Each line in the records that mentions the word "configured" needs to be listed.
Material for the task: Begin
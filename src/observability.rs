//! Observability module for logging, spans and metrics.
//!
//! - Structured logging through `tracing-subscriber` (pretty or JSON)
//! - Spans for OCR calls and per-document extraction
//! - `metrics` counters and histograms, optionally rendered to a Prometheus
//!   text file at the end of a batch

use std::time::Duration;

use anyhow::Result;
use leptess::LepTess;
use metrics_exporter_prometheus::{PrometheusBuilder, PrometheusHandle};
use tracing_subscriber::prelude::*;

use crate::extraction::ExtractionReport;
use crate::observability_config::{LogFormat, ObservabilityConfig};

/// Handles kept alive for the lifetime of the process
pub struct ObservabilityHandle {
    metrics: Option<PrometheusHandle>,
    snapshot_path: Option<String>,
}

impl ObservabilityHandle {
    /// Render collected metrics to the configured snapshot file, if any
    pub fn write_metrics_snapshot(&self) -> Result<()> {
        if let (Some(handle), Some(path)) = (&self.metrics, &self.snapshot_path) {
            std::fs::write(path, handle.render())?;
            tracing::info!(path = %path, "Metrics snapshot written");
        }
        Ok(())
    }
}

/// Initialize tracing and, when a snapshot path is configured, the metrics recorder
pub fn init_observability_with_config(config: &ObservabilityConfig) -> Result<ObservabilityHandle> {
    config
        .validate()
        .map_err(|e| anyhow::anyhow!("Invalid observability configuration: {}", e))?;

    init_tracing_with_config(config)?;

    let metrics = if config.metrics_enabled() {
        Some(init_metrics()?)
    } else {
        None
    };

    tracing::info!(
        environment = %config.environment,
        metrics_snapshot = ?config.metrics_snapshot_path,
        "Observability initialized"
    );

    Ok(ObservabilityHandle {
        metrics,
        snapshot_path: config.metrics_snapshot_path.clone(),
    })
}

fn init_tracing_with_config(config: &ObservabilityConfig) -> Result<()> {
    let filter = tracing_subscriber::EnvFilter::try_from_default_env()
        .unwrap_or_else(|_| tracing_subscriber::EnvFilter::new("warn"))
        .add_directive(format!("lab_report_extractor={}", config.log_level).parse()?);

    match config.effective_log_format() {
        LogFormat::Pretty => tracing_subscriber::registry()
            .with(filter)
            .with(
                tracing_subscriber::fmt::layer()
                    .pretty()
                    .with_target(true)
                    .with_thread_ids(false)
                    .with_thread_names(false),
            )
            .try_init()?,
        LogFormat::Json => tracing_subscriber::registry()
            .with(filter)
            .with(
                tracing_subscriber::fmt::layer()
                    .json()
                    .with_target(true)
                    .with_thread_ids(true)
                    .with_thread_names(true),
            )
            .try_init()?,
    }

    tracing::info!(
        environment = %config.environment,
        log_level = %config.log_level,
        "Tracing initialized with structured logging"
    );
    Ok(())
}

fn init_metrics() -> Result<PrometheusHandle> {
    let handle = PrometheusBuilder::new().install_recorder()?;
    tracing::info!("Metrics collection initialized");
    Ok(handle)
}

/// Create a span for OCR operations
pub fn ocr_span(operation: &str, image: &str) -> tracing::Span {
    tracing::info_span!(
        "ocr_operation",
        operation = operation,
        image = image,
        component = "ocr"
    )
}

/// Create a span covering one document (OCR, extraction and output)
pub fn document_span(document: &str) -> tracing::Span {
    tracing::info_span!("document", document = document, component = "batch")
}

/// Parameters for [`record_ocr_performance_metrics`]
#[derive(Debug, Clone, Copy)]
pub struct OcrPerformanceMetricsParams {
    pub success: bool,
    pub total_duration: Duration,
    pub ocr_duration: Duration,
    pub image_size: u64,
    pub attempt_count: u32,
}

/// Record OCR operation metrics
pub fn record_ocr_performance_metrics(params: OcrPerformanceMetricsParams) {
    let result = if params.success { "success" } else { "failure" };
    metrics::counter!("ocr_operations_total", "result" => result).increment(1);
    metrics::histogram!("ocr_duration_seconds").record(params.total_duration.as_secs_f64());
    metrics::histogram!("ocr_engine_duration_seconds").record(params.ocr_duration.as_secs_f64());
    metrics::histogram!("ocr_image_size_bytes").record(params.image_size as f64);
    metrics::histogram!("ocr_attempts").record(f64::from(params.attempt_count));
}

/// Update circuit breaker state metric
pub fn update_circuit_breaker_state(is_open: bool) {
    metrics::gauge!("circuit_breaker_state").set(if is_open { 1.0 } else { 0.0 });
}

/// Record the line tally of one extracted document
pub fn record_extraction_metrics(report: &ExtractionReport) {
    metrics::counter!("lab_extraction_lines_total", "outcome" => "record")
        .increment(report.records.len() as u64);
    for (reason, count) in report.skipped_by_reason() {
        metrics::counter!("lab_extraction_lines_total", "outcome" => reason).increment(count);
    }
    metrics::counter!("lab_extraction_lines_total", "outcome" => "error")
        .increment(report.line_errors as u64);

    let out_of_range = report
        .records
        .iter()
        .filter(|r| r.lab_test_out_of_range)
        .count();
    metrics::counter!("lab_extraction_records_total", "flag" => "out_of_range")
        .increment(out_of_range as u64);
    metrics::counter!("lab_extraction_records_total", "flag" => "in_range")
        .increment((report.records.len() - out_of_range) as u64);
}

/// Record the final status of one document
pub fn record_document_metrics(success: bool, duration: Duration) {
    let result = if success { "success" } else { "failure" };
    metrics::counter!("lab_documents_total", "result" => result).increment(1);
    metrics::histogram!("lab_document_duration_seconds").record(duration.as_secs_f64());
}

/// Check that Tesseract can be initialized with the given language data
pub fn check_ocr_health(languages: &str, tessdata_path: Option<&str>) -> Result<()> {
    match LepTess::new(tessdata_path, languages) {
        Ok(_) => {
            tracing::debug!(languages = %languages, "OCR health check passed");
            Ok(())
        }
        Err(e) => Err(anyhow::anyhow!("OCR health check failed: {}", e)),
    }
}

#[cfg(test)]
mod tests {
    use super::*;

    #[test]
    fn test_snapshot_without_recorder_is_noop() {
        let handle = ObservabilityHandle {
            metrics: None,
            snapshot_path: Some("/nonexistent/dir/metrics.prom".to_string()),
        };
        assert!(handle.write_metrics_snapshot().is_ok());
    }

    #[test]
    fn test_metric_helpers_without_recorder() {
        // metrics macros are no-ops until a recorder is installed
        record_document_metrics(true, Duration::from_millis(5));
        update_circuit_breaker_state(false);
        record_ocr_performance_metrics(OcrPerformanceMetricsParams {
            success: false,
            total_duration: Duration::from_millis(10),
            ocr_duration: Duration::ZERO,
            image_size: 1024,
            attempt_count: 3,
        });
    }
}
Material for the task: End
◆ Result of the task
    /// Render collected metrics to the configured snapshot file, if any
/// Initialize tracing and, when a snapshot path is configured, the metrics recorder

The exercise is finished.